# Friday Watch....



## JonW (Mar 23, 2005)

I know you lot will moan, but lets face it it's Friday when the its just gone midnight on Thursday, not when people get up and have their breakfast on a Friday morn in the UK... and Its been Friday for 11:14 here... And to be honest you were lucky I didnt start my pics whilst waiting for the new Banksy release which dropped at 3am my time... Jas will know what im talking about if no one else does... 

Ok Im wearing this Seiko on a Toshi Vintage today (But is now on another Toshi)










Later im off out to the -5 bar in the City and then drinks/dinner and will take the PloProf since Ive been requested by the people im meeting to bring it along.










This is the Banksy if youve not seen it, Nola... Its a comment on the New Orleans floods.


----------



## mach 0.0013137 (Jan 10, 2005)

I was all ready to start the Friday thread Jon, glad I did a last minute check to make sure no one had beaten me too it 

Anyway I`m just off to bed wearing this...

*Rotary Elite 200 Metres (circa 2005)*










BTW love the Sammy* :wink2:

* Well apart from the strap of course :lol:


----------



## JoT (Aug 12, 2003)

Same as last Friday


----------



## jaslfc5 (Jan 2, 2007)

jon did you get youre hands on one you lucky bugger if you did. i did try but had no chance really ,i think it is very nice and about time he did some new stuff .

as for watches i might have a new one waiting for me at my postie depot .

jason.


----------



## JonW (Mar 23, 2005)

Mac, Phew. Its always gutting to start a Friday thread and find out youve been beaten to it... 

The Sammy is my fave of all the lower end (no disrespect) Seiko Divers. Its probably the one you see least often, which may have something to do with it. LOL

Jas, Im not quite sure how I did it but I got lucky on this release, very rare for anyone we know to get anything on those release days I know. They sold in seconds, as usual, but I was one of the lucky few. They appeared on ebay within the hour at 11x the original asking price... what a joke.
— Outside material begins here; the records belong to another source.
//! Stored session record

use chrono::{DateTime, TimeDelta, Utc};
use serde::Deserialize;
use serde_json::Value;
use std::collections::HashMap;
use std::time::Duration;

use crate::config::ExpirationMode;
use crate::id::SessionId;

/// Field data of a session
pub type SessionFields = HashMap<String, Value>;

/// One session as held by the store
#[derive(Debug, Clone)]
pub struct SessionRecord {
    id: SessionId,
    created_at: DateTime<Utc>,
    last_accessed_at: DateTime<Utc>,
    expires_at: DateTime<Utc>,
    data: SessionFields,
}

/// Deadline arithmetic shared by every record of one store
#[derive(Debug, Clone, Copy)]
pub(crate) struct Expiry {
    ttl: TimeDelta,
    mode: ExpirationMode,
}

impl Expiry {
    pub(crate) fn new(ttl: Duration, mode: ExpirationMode) -> Self {
        Self {
            ttl: TimeDelta::from_std(ttl).unwrap_or(TimeDelta::MAX),
            mode,
        }
    }

    fn deadline(&self, from: DateTime<Utc>) -> DateTime<Utc> {
        from.checked_add_signed(self.ttl)
            .unwrap_or(DateTime::<Utc>::MAX_UTC)
    }
}

impl SessionRecord {
    pub(crate) fn new(id: SessionId, now: DateTime<Utc>, expiry: &Expiry) -> Self {
        Self {
            id,
            created_at: now,
            last_accessed_at: now,
            expires_at: expiry.deadline(now),
            data: HashMap::new(),
        }
    }

    pub fn id(&self) -> &SessionId {
        &self.id
    }

    pub fn created_at(&self) -> DateTime<Utc> {
        self.created_at
    }

    pub fn last_accessed_at(&self) -> DateTime<Utc> {
        self.last_accessed_at
    }

    pub fn expires_at(&self) -> DateTime<Utc> {
        self.expires_at
    }

    pub fn data(&self) -> &SessionFields {
        &self.data
    }

    /// Typed read of one field; `None` when absent or of another shape.
    pub fn get<T: for<'de> Deserialize<'de>>(&self, key: &str) -> Option<T> {
        self.data
            .get(key)
            .and_then(|v| serde_json::from_value(v.clone()).ok())
    }

    pub fn into_data(self) -> SessionFields {
        self.data
    }

    /// A record past its deadline is dead even while it is still in the map.
    pub fn is_expired_at(&self, now: DateTime<Utc>) -> bool {
        now > self.expires_at
    }

    /// Advance the access time and recompute the deadline.
    pub(crate) fn touch(&mut self, now: DateTime<Utc>, expiry: &Expiry) {
        // Clock steps backwards must not move the access time back.
        if now > self.last_accessed_at {
            self.last_accessed_at = now;
        }
        if expiry.mode == ExpirationMode::Sliding {
            self.expires_at = expiry.deadline(self.last_accessed_at);
        }
    }

    /// Apply field changes; `None` removes the key.
    pub(crate) fn apply<I>(&mut self, changes: I)
    where
        I: IntoIterator<Item = (String, Option<Value>)>,
    {
        for (key, change) in changes {
            match change {
                Some(value) => {
                    self.data.insert(key, value);
                }
                None => {
                    self.data.remove(&key);
                }
            }
        }
    }
}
I actually think these will stay reasonably affordable once the dust settles, but who can tell....


----------



## dapper (Jun 18, 2004)

RLT4:










Cheers


----------



## minkle (Mar 17, 2008)

Im not wearing anything, its bedtime.

Speaking of Banksy..


----------



## JonW (Mar 23, 2005)

LOL, Brilliant!


----------



## William_Wilson (May 21, 2007)

I've become predictable, so I thought I might see if this still works.  Umm... dusty.










Later,

William


----------



## adrian (May 23, 2004)

Feast your eyes with my crappy photos. :lol: :lol:


----------



## DMP (Jun 6, 2008)

On the subject of crappy photo's, Ball Fireman for me today


----------



## DMP (Jun 6, 2008)

JoT said:


> Same as last Friday


never been much of a fan of chrono's, but that's the ducks nutz mate! :tongue2:


----------



## thunderbolt (May 19, 2007)

Hanowa for work.


----------



## jbw (May 6, 2008)

Glycine Incursore for me.


----------



## williamsat (Feb 21, 2005)

Wearing this new arrival, Christopher Ward C8 pilot automatic.


----------



## tranber70 (Mar 24, 2007)

This one today. No, the second hands is not missing, the small dial itself turns to indicate the seconds, exactly as the last "Mont Blanc" 

Bertrand


----------



## jasonm (Nov 22, 2003)




----------



## Stuart Davies (Jan 13, 2008)

Off to Cardiff this morning then to see the folks in Pembrokeshire HAGWE!










Cheers S


----------



## Toshi (Aug 31, 2007)

Dreadnought again for me....


----------



## MarkF (Jul 5, 2003)

An old favourite


----------



## Griff (Feb 23, 2003)




----------



## Ventura (Nov 27, 2006)

Bathys but on the strap:


----------



## mrteatime (Oct 25, 2006)

Toshi said:


> Dreadnought again for me....


love it!!!!


----------



## Fulminata (Feb 23, 2008)

A vintage chrono today.


----------



## Who. Me? (Jan 12, 2007)

Longines Ultronic Chrono for me...


----------



## mrteatime (Oct 25, 2006)

twickersdude 6309


----------



## magnet (Mar 20, 2008)

Sub for today...


----------



## Flashharry (Feb 20, 2007)

magnet said:


> Sub for today...


Me too


----------



## Dave ME (May 7, 2005)

This one for me:


----------



## Livius de Balzac (Oct 6, 2006)

Breitling today


----------



## Guest (Nov 21, 2008)

The Capeland Diver for me today:










all the best

Jan


----------



## Alas (Jun 18, 2006)

My cheap and cheerful.

Alasdair


----------



## Bladerunner (Jun 4, 2006)

Omega


----------



## blackandgolduk (Apr 25, 2005)

This one which was a present from my bro on my 30th this year... Can someone remind me to take some new photos, please? :lol:

Rotary Skeleton with 21j Miyota 8N24 movement


----------



## pauluspaolo (Feb 24, 2003)

In the face of all the horological excellence that's being worn today I'm a bit ashamed to say that I'm wearing this Seiko lcd today h34r: It used to belong to the electrician here at work (hence all the scratches), he passed it onto me a year or so ago with a duff battery. I changed the battery & caseback gasket and it's been working great ever since. I have to say thaat it's one of my favourites & it's the watch I wear when I'm working at the theatre (which I am each night this week & all day tomorrow) as it's slim (so doesn't get in the way of things) & it doesn't matter if I get a few more scratches on it!!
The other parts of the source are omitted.